Pull every line containing "IndexSpec" from the data.
***
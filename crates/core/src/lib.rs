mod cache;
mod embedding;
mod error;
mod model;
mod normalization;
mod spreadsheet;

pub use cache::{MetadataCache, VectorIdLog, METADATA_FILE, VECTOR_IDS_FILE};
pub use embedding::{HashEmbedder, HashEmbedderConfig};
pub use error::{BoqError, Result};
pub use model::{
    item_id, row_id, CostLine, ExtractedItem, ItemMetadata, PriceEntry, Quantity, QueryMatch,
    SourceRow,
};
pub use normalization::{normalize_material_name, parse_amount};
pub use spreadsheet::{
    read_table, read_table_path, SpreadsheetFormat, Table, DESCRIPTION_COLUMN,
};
***
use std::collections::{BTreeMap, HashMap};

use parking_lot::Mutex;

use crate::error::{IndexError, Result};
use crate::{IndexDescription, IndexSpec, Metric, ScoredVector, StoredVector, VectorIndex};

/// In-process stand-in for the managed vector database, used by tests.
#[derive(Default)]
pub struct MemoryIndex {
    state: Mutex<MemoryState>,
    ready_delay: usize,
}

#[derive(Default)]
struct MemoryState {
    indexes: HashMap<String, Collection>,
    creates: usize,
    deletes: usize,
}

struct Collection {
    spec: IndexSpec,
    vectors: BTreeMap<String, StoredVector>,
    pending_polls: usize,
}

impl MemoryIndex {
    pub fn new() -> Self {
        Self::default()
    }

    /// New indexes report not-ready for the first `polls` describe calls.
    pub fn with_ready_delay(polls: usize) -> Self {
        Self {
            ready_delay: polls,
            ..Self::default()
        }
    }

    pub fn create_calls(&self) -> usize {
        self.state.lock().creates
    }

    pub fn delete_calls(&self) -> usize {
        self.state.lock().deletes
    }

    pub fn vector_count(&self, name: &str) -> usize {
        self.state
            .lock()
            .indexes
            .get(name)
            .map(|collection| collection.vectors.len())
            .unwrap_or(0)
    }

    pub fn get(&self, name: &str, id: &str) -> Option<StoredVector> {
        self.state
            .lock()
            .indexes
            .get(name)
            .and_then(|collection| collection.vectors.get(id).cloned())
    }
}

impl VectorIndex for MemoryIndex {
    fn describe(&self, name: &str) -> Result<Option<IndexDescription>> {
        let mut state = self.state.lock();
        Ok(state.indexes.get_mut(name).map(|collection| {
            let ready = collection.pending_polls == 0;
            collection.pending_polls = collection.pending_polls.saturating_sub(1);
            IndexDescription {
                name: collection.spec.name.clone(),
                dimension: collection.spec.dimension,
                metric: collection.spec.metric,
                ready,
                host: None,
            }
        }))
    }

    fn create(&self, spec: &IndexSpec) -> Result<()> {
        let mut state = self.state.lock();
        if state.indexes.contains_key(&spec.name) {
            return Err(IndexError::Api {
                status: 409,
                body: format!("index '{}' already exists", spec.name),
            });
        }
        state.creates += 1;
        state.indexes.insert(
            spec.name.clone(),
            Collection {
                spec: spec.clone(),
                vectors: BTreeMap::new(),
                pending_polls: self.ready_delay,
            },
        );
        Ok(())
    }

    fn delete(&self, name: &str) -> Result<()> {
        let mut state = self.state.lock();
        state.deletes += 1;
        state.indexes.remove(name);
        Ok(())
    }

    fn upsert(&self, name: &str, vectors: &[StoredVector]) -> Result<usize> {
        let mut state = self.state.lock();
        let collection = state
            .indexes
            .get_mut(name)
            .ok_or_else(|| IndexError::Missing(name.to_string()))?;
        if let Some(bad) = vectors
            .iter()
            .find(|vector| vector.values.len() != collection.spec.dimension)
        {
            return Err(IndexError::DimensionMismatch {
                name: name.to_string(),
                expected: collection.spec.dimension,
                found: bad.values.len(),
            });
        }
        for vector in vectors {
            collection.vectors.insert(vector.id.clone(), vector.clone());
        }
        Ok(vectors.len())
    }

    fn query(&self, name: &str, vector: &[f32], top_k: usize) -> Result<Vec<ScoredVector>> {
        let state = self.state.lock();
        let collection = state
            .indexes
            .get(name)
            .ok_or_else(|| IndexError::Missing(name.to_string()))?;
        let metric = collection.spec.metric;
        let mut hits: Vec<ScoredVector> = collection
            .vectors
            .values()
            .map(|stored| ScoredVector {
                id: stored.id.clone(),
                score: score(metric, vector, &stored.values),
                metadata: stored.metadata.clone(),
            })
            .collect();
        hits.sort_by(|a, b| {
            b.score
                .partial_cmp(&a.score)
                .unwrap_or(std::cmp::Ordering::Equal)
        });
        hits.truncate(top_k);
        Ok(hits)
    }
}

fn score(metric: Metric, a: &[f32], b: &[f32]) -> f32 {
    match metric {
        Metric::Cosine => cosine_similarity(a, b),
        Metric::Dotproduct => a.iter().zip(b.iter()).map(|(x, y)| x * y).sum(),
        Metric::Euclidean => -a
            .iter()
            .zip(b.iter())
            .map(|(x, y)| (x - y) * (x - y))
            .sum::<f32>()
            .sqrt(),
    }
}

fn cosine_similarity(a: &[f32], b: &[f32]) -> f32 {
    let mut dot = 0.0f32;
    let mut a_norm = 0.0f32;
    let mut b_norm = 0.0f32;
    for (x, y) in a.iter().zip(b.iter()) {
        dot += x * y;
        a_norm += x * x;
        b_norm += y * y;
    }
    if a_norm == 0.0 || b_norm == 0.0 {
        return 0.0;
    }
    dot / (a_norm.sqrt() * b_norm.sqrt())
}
***
Solution
use crate::{IndexDescription, IndexSpec, Metric, ScoredVector, StoredVector, VectorIndex};
    spec: IndexSpec,
    fn create(&self, spec: &IndexSpec) -> Result<()> {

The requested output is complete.